In-Game Multi-Language Translation System
2026.02 ~ PresentRedesigned the in-game notification translation domain model — decoupling AI translation from library-based conversion into a 3-stage pipeline
- Simplified Chinese was modeled inside the AI translation settings domain despite not being AI-supported, and settings storage/retrieval depended on the Traditional Chinese AI translation state — making independent toggling impossible without a breaking change — Extracted the derived-conversion module from the AI translation module into 9 use cases with dedicated entity/repository/scheduler, and applied the global-inheritance pattern for effective settings, Clarified domain boundaries and enabled independent toggling of derived conversion rules
- Decoupling required a breaking API change — Simultaneously deployed FE/BE/Gateway with role permission migration for zero-downtime transition, Completed the breaking API change without incident and cut effective-settings DB queries by 50% (4→2)

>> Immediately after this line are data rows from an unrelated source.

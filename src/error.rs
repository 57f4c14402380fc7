use std::io;
use std::path::PathBuf;
use thiserror::Error;
use tickbox_core::ListError;

/// Error types for the Tickbox shell
#[derive(Error, Debug)]
pub enum ShellError {
    /// Reading input or writing output failed
    #[error("I/O error: {0}")]
    Io(#[from] io::Error),

    /// Opening the script file failed
    #[error("Failed to open script at {path}: {source}")]
    Script {
        path: PathBuf,
        #[source]
        source: io::Error,
    },

    /// Encoding a view as JSON failed
    #[error("Failed to encode JSON output: {0}")]
    Json(#[from] serde_json::Error),

    /// A filter name or task id could not be parsed
    #[error(transparent)]
    List(#[from] ListError),

    /// A session line did not parse as a command
    #[error("{message}")]
    Usage { message: String },
}

impl From<clap::Error> for ShellError {
    fn from(err: clap::Error) -> Self {
        let rendered = err.render().to_string();
        ShellError::Usage {
            message: rendered
                .trim_start_matches("error: ")
                .trim_end()
                .to_string(),
        }
    }
}

impl ShellError {
    /// Get the full error message including the underlying cause.
    pub fn full_message(&self) -> String {
        match self {
            ShellError::Script { path, source } => {
                let path = path.display();
                let kind = source.kind();
                format!("Failed to open script at {path}: {source} ({kind:?})")
            }
            other => other.to_string(),
        }
    }

    /// Whether the session has to stop after this error.
    ///
    /// Bad input lines are reported and skipped; I/O and encoding failures
    /// end the session.
    pub fn is_fatal(&self) -> bool {
        matches!(
            self,
            ShellError::Io(_) | ShellError::Script { .. } | ShellError::Json(_)
        )
    }
}

/// Result type alias for shell operations
pub type ShellResult<T> = Result<T, ShellError>;
//! Task list core for Tickbox
//!
//! Owns the in-memory list of tasks and the active filter for one session,
//! exposes the commands that mutate the list, and derives the visible view.
//! Front ends (the `tbx` shell and the `tbx-tui` terminal UI) forward user
//! actions into [`TaskList`] and render the [`TaskListView`] they get back.

pub mod command;
pub mod config;
pub mod edit;
pub mod error;
pub mod id;
pub mod list;
pub mod models;
pub mod view;

pub use command::{Command, Outcome};
pub use config::{TBX_FILTER_ENV, resolve_filter};
pub use edit::{EditRequest, EditResponse};
pub use error::{ListError, ListResult};
pub use id::IdGenerator;
pub use list::TaskList;
pub use models::{Filter, Task, TaskId};
pub use view::TaskListView;
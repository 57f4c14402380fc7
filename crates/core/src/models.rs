//! Data models for Tickbox
//!
//! Defines the task record, its identifier, and the three-valued filter
//! that selects which tasks are visible.

use std::fmt;
use std::str::FromStr;

use chrono::{DateTime, Utc};
use serde::{Deserialize, Serialize};

use crate::error::{ListError, ListResult};

/// Unique identifier of a task within a session
#[derive(Debug, Clone, Copy, PartialEq, Eq, PartialOrd, Ord, Hash, Serialize, Deserialize)]
#[serde(transparent)]
pub struct TaskId(u64);

impl TaskId {
    /// Wrap a raw id value.
    pub const fn new(raw: u64) -> Self {
        Self(raw)
    }

    /// Returns the raw numeric value
    pub const fn get(self) -> u64 {
        self.0
    }
}

impl fmt::Display for TaskId {
    fn fmt(&self, f: &mut fmt::Formatter<'_>) -> fmt::Result {
        fmt::Display::fmt(&self.0, f)
    }
}

impl FromStr for TaskId {
    type Err = ListError;

    /// Parse a decimal id. A leading `#` is accepted so ids can be typed
    /// back the way the shell prints them.
    fn from_str(s: &str) -> ListResult<Self> {
        let trimmed = s.trim();
        let digits = trimmed.strip_prefix('#').unwrap_or(trimmed);
        digits
            .parse::<u64>()
            .map(TaskId)
            .map_err(|_| ListError::InvalidTaskId {
                value: s.to_string(),
            })
    }
}

/// A single to-do item
///
/// Fields are private: text is only ever stored trimmed and non-empty, and
/// that invariant is maintained by [`crate::TaskList`].
#[derive(Debug, Clone, PartialEq, Eq, Serialize)]
pub struct Task {
    id: TaskId,
    text: String,
    completed: bool,
    created_at: DateTime<Utc>,
}

impl Task {
    /// Create an active task. Callers must pass already-normalized text.
    pub(crate) fn new(id: TaskId, text: String) -> Self {
        debug_assert!(!text.is_empty() && text.trim() == text);
        Self {
            id,
            text,
            completed: false,
            created_at: Utc::now(),
        }
    }

    pub fn id(&self) -> TaskId {
        self.id
    }

    pub fn text(&self) -> &str {
        &self.text
    }

    pub fn is_completed(&self) -> bool {
        self.completed
    }

    /// When the task was added
    pub fn created_at(&self) -> DateTime<Utc> {
        self.created_at
    }

    pub(crate) fn set_text(&mut self, text: String) {
        debug_assert!(!text.is_empty() && text.trim() == text);
        self.text = text;
    }

    /// Flip the completion flag and return the new value.
    pub(crate) fn toggle(&mut self) -> bool {
        self.completed = !self.completed;
        self.completed
    }
}

/// Trim user input, returning `None` when nothing is left.
pub(crate) fn normalize_text(raw: &str) -> Option<String> {
    let trimmed = raw.trim();
    if trimmed.is_empty() {
        None
    } else {
        Some(trimmed.to_string())
    }
}

/// View selector controlling which tasks are visible
#[derive(Debug, Clone, Copy, PartialEq, Eq, Hash, Default, Serialize, Deserialize)]
#[serde(rename_all = "snake_case")]
pub enum Filter {
    #[default]
    All,
    Active,
    Completed,
}

impl Filter {
    /// Every filter value in display order
    pub const ALL: [Filter; 3] = [Filter::All, Filter::Active, Filter::Completed];

    /// Returns whether a task belongs in the view selected by this filter
    pub fn matches(self, task: &Task) -> bool {
        match self {
            Filter::All => true,
            Filter::Active => !task.is_completed(),
            Filter::Completed => task.is_completed(),
        }
    }

    /// Returns the lowercase name used on the command line
    pub fn as_str(self) -> &'static str {
        match self {
            Filter::All => "all",
            Filter::Active => "active",
            Filter::Completed => "completed",
        }
    }

    /// Returns the capitalized name shown on filter controls
    pub fn label(self) -> &'static str {
        match self {
            Filter::All => "All",
            Filter::Active => "Active",
            Filter::Completed => "Completed",
        }
    }

    /// Cycle to the next filter.
    pub fn next(self) -> Self {
        match self {
            Filter::All => Filter::Active,
            Filter::Active => Filter::Completed,
            Filter::Completed => Filter::All,
        }
    }

    /// Position of this filter in [`Filter::ALL`].
    pub fn index(self) -> usize {
        match self {
            Filter::All => 0,
            Filter::Active => 1,
            Filter::Completed => 2,
        }
    }
}

impl fmt::Display for Filter {
    fn fmt(&self, f: &mut fmt::Formatter<'_>) -> fmt::Result {
        f.pad(self.as_str())
    }
}

impl FromStr for Filter {
    type Err = ListError;

    fn from_str(s: &str) -> ListResult<Self> {
        match s.trim().to_ascii_lowercase().as_str() {
            "all" => Ok(Filter::All),
            "active" => Ok(Filter::Active),
            "completed" => Ok(Filter::Completed),
            _ => Err(ListError::UnknownFilter {
                value: s.to_string(),
            }),
        }
    }
}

- The detect cron lacked version priority, delaying translation of the latest version; 30-second interval further slowed response — Added version ID-based priority ordering to detect SQL, shortened the processing interval from 30s to 10s, and raised batch limit from 100 to 200, Eliminated latest-version translation lag; progress UI plus total-count caching improved user visibility
Tech Rationale
Materialized the responsibility boundary between AI translation and library-based derived conversion inside the code structure. Split the Detection → Processing (AI) → Conversion (library) pipeline into independent modules and secured concurrent request integrity with a 2-stage race guard plus pessimistic write lock
Probability Calculation & Audit Log Analytics Pipeline
2026.02 ~ PresentBuilt probability calculation package and CDK-based audit log analytics infrastructure to address regulatory risk from lack of game probability verification
- No reusable probability calculation module across game projects — Packaged NestJS DynamicModule with 5 probability functions + Kinesis logging as shared probability package, Integrated into 12 games with standardized probability calculation
- No audit log analytics infrastructure for probability verification — Codified CDK analytics pipeline: Kinesis→Firehose (Dynamic Partitioning+Parquet)→S3→Glue→Athena, Unlocked end-to-end probability audit log querying
- Mock-based tests lacking regression confidence for infrastructure code — Replaced mocks with LocalStack + Testcontainers integration tests, Secured 94%+ coverage (12 suites/115 tests)
Tech Rationale
Codified Kinesis → Firehose (Dynamic Partitioning + Parquet) → S3 → Glue → Athena pipeline with CDK. Chose Parquet columnar format for Athena SQL cost optimization. Replaced mock-based tests with LocalStack Testcontainers for integration testing.